Stored data
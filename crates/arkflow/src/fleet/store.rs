//! Local persistence collaborators.
//!
//! [`JsonFileStore`] keeps one JSON array per collection on disk, the same key-value blob
//! layout the browser dashboard kept in local storage. [`FallbackDataSource`] layers a
//! primary source over a cache: reads fall back when the primary fails, successful writes
//! are copied into the cache, and writes the primary cannot accept are parked there.

use std::collections::HashSet;
use std::hash::Hash;
use std::path::{Path, PathBuf};

use async_trait::async_trait;
use serde::de::DeserializeOwned;
use serde::Serialize;
use tokio::sync::Mutex;
use tracing::warn;

use super::domain::{Driver, DriverId, SettlementId, SettlementRecord, Vehicle, VehicleId};
use super::legacy::LegacySettlement;
use super::repository::{DataSourceError, FleetDataSource};

pub const DRIVERS_KEY: &str = "arkflow_drivers";
pub const VEHICLES_KEY: &str = "arkflow_vehicles";
pub const SETTLEMENTS_KEY: &str = "arkflow_settlements";

#[derive(Debug)]
pub struct JsonFileStore {
    dir: PathBuf,
    write_lock: Mutex<()>,
}

impl JsonFileStore {
    pub fn new<P: AsRef<Path>>(dir: P) -> Self {
        Self {
            dir: dir.as_ref().to_path_buf(),
            write_lock: Mutex::new(()),
        }
    }

    pub fn dir(&self) -> &Path {
        &self.dir
    }

    fn path_for(&self, key: &str) -> PathBuf {
        self.dir.join(format!("{key}.json"))
    }

    async fn load<T: DeserializeOwned>(&self, key: &str) -> Result<Vec<T>, DataSourceError> {
        match tokio::fs::read(self.path_for(key)).await {
            Ok(bytes) if bytes.iter().all(u8::is_ascii_whitespace) => Ok(Vec::new()),
            Ok(bytes) => serde_json::from_slice(&bytes)
                .map_err(|err| DataSourceError::Codec(format!("{key}: {err}"))),
            Err(err) if err.kind() == std::io::ErrorKind::NotFound => Ok(Vec::new()),
            Err(err) => Err(DataSourceError::Unavailable(format!("{key}: {err}"))),
        }
    }

    async fn store<T: Serialize>(&self, key: &str, records: &[T]) -> Result<(), DataSourceError> {
        tokio::fs::create_dir_all(&self.dir)
            .await
            .map_err(|err| DataSourceError::Unavailable(err.to_string()))?;

        let bytes = serde_json::to_vec_pretty(records)
            .map_err(|err| DataSourceError::Codec(err.to_string()))?;
        let target = self.path_for(key);
        let staging = target.with_extension("json.tmp");
        tokio::fs::write(&staging, bytes)
            .await
            .map_err(|err| DataSourceError::Unavailable(err.to_string()))?;
        tokio::fs::rename(&staging, &target)
            .await
            .map_err(|err| DataSourceError::Unavailable(err.to_string()))
    }

    /// Settlements are read through the legacy adapter so older dashboard payloads load
    /// as canonical records. Plates missing from first-generation rows are resolved from
    /// the driver's current assignment.
    async fn load_settlements(&self) -> Result<Vec<SettlementRecord>, DataSourceError> {
        let stored: Vec<LegacySettlement> = self.load(SETTLEMENTS_KEY).await?;
        if stored.is_empty() {
            return Ok(Vec::new());
        }
        let drivers: Vec<Driver> = self.load(DRIVERS_KEY).await?;

        stored
            .into_iter()
            .map(|legacy| {
                legacy
                    .into_record(|driver_id| {
                        drivers
                            .iter()
                            .find(|driver| &driver.id == driver_id)
                            .and_then(|driver| driver.assigned_vehicle.clone())
                    })
                    .map_err(|err| DataSourceError::Codec(format!("{SETTLEMENTS_KEY}: {err}")))
            })
            .collect()
    }
}

/// Replace the record matching `same` or insert it; newest records go first.
fn upsert_into<T, F>(records: &mut Vec<T>, record: T, same: F)
where
    F: Fn(&T, &T) -> bool,
{
    match records.iter().position(|existing| same(existing, &record)) {
        Some(index) => records[index] = record,
        None => records.insert(0, record),
    }
}

#[async_trait]
impl FleetDataSource for JsonFileStore {
    async fn fetch_drivers(&self) -> Result<Vec<Driver>, DataSourceError> {
        self.load(DRIVERS_KEY).await
    }

    async fn fetch_vehicles(&self) -> Result<Vec<Vehicle>, DataSourceError> {
        self.load(VEHICLES_KEY).await
    }

    async fn fetch_settlements(&self) -> Result<Vec<SettlementRecord>, DataSourceError> {
        self.load_settlements().await
    }

    async fn save_driver(&self, driver: Driver) -> Result<(), DataSourceError> {
        let _guard = self.write_lock.lock().await;
        let mut drivers: Vec<Driver> = self.load(DRIVERS_KEY).await?;
        upsert_into(&mut drivers, driver, |a, b| a.id == b.id);
        self.store(DRIVERS_KEY, &drivers).await
    }

    async fn save_vehicle(&self, vehicle: Vehicle) -> Result<(), DataSourceError> {
        let _guard = self.write_lock.lock().await;
        let mut vehicles: Vec<Vehicle> = self.load(VEHICLES_KEY).await?;
        upsert_into(&mut vehicles, vehicle, |a, b| a.id == b.id);
        self.store(VEHICLES_KEY, &vehicles).await
    }

    async fn save_settlement(&self, settlement: SettlementRecord) -> Result<(), DataSourceError> {
        let _guard = self.write_lock.lock().await;
        let mut settlements = self.load_settlements().await?;
        upsert_into(&mut settlements, settlement, |a, b| a.id == b.id);
        self.store(SETTLEMENTS_KEY, &settlements).await
    }
}

/// Primary source with a local cache behind it.
///
/// Writes the primary refuses as `Unavailable` are parked in the cache and remembered by
/// id. Until the primary accepts a newer write for the same id, every read from the
/// primary is overlaid with the parked copy, so callers never see a record older than
/// one they were told was saved.
pub struct FallbackDataSource<P, C> {
    primary: P,
    cache: C,
    parked: Mutex<ParkedWrites>,
}

#[derive(Debug, Default)]
struct ParkedWrites {
    drivers: HashSet<DriverId>,
    vehicles: HashSet<VehicleId>,
    settlements: HashSet<SettlementId>,
}

impl<P, C> FallbackDataSource<P, C>
where
    P: FleetDataSource,
    C: FleetDataSource,
{
    pub fn new(primary: P, cache: C) -> Self {
        Self {
            primary,
            cache,
            parked: Mutex::new(ParkedWrites::default()),
        }
    }

    pub fn cache(&self) -> &C {
        &self.cache
    }

    /// Number of records whose latest write only reached the cache.
    pub async fn parked_writes(&self) -> usize {
        let parked = self.parked.lock().await;
        parked.drivers.len() + parked.vehicles.len() + parked.settlements.len()
    }
}

/// Replace or add every cached record whose id was parked.
fn overlay_parked<T, K, F>(records: &mut Vec<T>, cached: Vec<T>, parked: &HashSet<K>, key: F)
where
    K: Eq + Hash,
    F: Fn(&T) -> &K,
{
    for record in cached {
        if parked.contains(key(&record)) {
            upsert_into(records, record, |a, b| key(a) == key(b));
        }
    }
}

#[async_trait]
impl<P, C> FleetDataSource for FallbackDataSource<P, C>
where
    P: FleetDataSource,
    C: FleetDataSource,
{
    async fn fetch_drivers(&self) -> Result<Vec<Driver>, DataSourceError> {
        let parked = self.parked.lock().await.drivers.clone();
        match self.primary.fetch_drivers().await {
            Ok(mut drivers) => {
                if !parked.is_empty() {
                    let cached = self.cache.fetch_drivers().await?;
                    overlay_parked(&mut drivers, cached, &parked, |driver| &driver.id);
                }
                Ok(drivers)
            }
            Err(err) => {
                warn!(error = %err, "driver fetch failed, using local cache");
                self.cache.fetch_drivers().await
            }
        }
    }

    async fn fetch_vehicles(&self) -> Result<Vec<Vehicle>, DataSourceError> {
        let parked = self.parked.lock().await.vehicles.clone();
        match self.primary.fetch_vehicles().await {
            Ok(mut vehicles) => {
                if !parked.is_empty() {
                    let cached = self.cache.fetch_vehicles().await?;
                    overlay_parked(&mut vehicles, cached, &parked, |vehicle| &vehicle.id);
                }
                Ok(vehicles)
            }
            Err(err) => {
                warn!(error = %err, "vehicle fetch failed, using local cache");
                self.cache.fetch_vehicles().await
            }
        }
    }

    async fn fetch_settlements(&self) -> Result<Vec<SettlementRecord>, DataSourceError> {
        let parked = self.parked.lock().await.settlements.clone();
        match self.primary.fetch_settlements().await {
            Ok(mut settlements) => {
                if !parked.is_empty() {
                    let cached = self.cache.fetch_settlements().await?;
                    overlay_parked(&mut settlements, cached, &parked, |record| &record.id);
                }
                Ok(settlements)
            }
            Err(err) => {
                warn!(error = %err, "settlement fetch failed, using local cache");
                self.cache.fetch_settlements().await
            }
        }
    }

    async fn save_driver(&self, driver: Driver) -> Result<(), DataSourceError> {
        match self.primary.save_driver(driver.clone()).await {
            Ok(()) => {
                self.parked.lock().await.drivers.remove(&driver.id);
                if let Err(err) = self.cache.save_driver(driver).await {
                    warn!(error = %err, "driver cache refresh failed");
                }
                Ok(())
            }
            Err(DataSourceError::Unavailable(reason)) => {
                warn!(%reason, driver_id = %driver.id.0, "driver save parked in local cache");
                let id = driver.id.clone();
                self.cache.save_driver(driver).await?;
                self.parked.lock().await.drivers.insert(id);
                Ok(())
            }
            Err(err) => Err(err),
        }
    }

    async fn save_vehicle(&self, vehicle: Vehicle) -> Result<(), DataSourceError> {
        match self.primary.save_vehicle(vehicle.clone()).await {
            Ok(()) => {
                self.parked.lock().await.vehicles.remove(&vehicle.id);
                if let Err(err) = self.cache.save_vehicle(vehicle).await {
                    warn!(error = %err, "vehicle cache refresh failed");
                }
                Ok(())
            }
            Err(DataSourceError::Unavailable(reason)) => {
                warn!(%reason, registration = %vehicle.registration, "vehicle save parked in local cache");
                let id = vehicle.id.clone();
                self.cache.save_vehicle(vehicle).await?;
                self.parked.lock().await.vehicles.insert(id);
                Ok(())
            }
            Err(err) => Err(err),
        }
    }

    async fn save_settlement(&self, settlement: SettlementRecord) -> Result<(), DataSourceError> {
        match self.primary.save_settlement(settlement.clone()).await {
            Ok(()) => {
                self.parked.lock().await.settlements.remove(&settlement.id);
                if let Err(err) = self.cache.save_settlement(settlement).await {
                    warn!(error = %err, "settlement cache refresh failed");
                }
                Ok(())
            }
            Err(DataSourceError::Unavailable(reason)) => {
                warn!(%reason, settlement_id = %settlement.id.0, "settlement save parked in local cache");
                let id = settlement.id.clone();
                self.cache.save_settlement(settlement).await?;
                self.parked.lock().await.settlements.insert(id);
                Ok(())
            }
            Err(err) => Err(err),
        }
    }
}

▶ [Exercise objective]
Each line containing the word "failed" needs to be copied from the data above.

▶ [Answer area]
                warn!(error = %err, "driver fetch failed, using local cache");
                warn!(error = %err, "vehicle fetch failed, using local cache");
                warn!(error = %err, "settlement fetch failed, using local cache");
                    warn!(error = %err, "driver cache refresh failed");
                    warn!(error = %err, "vehicle cache refresh failed");
                    warn!(error = %err, "settlement cache refresh failed");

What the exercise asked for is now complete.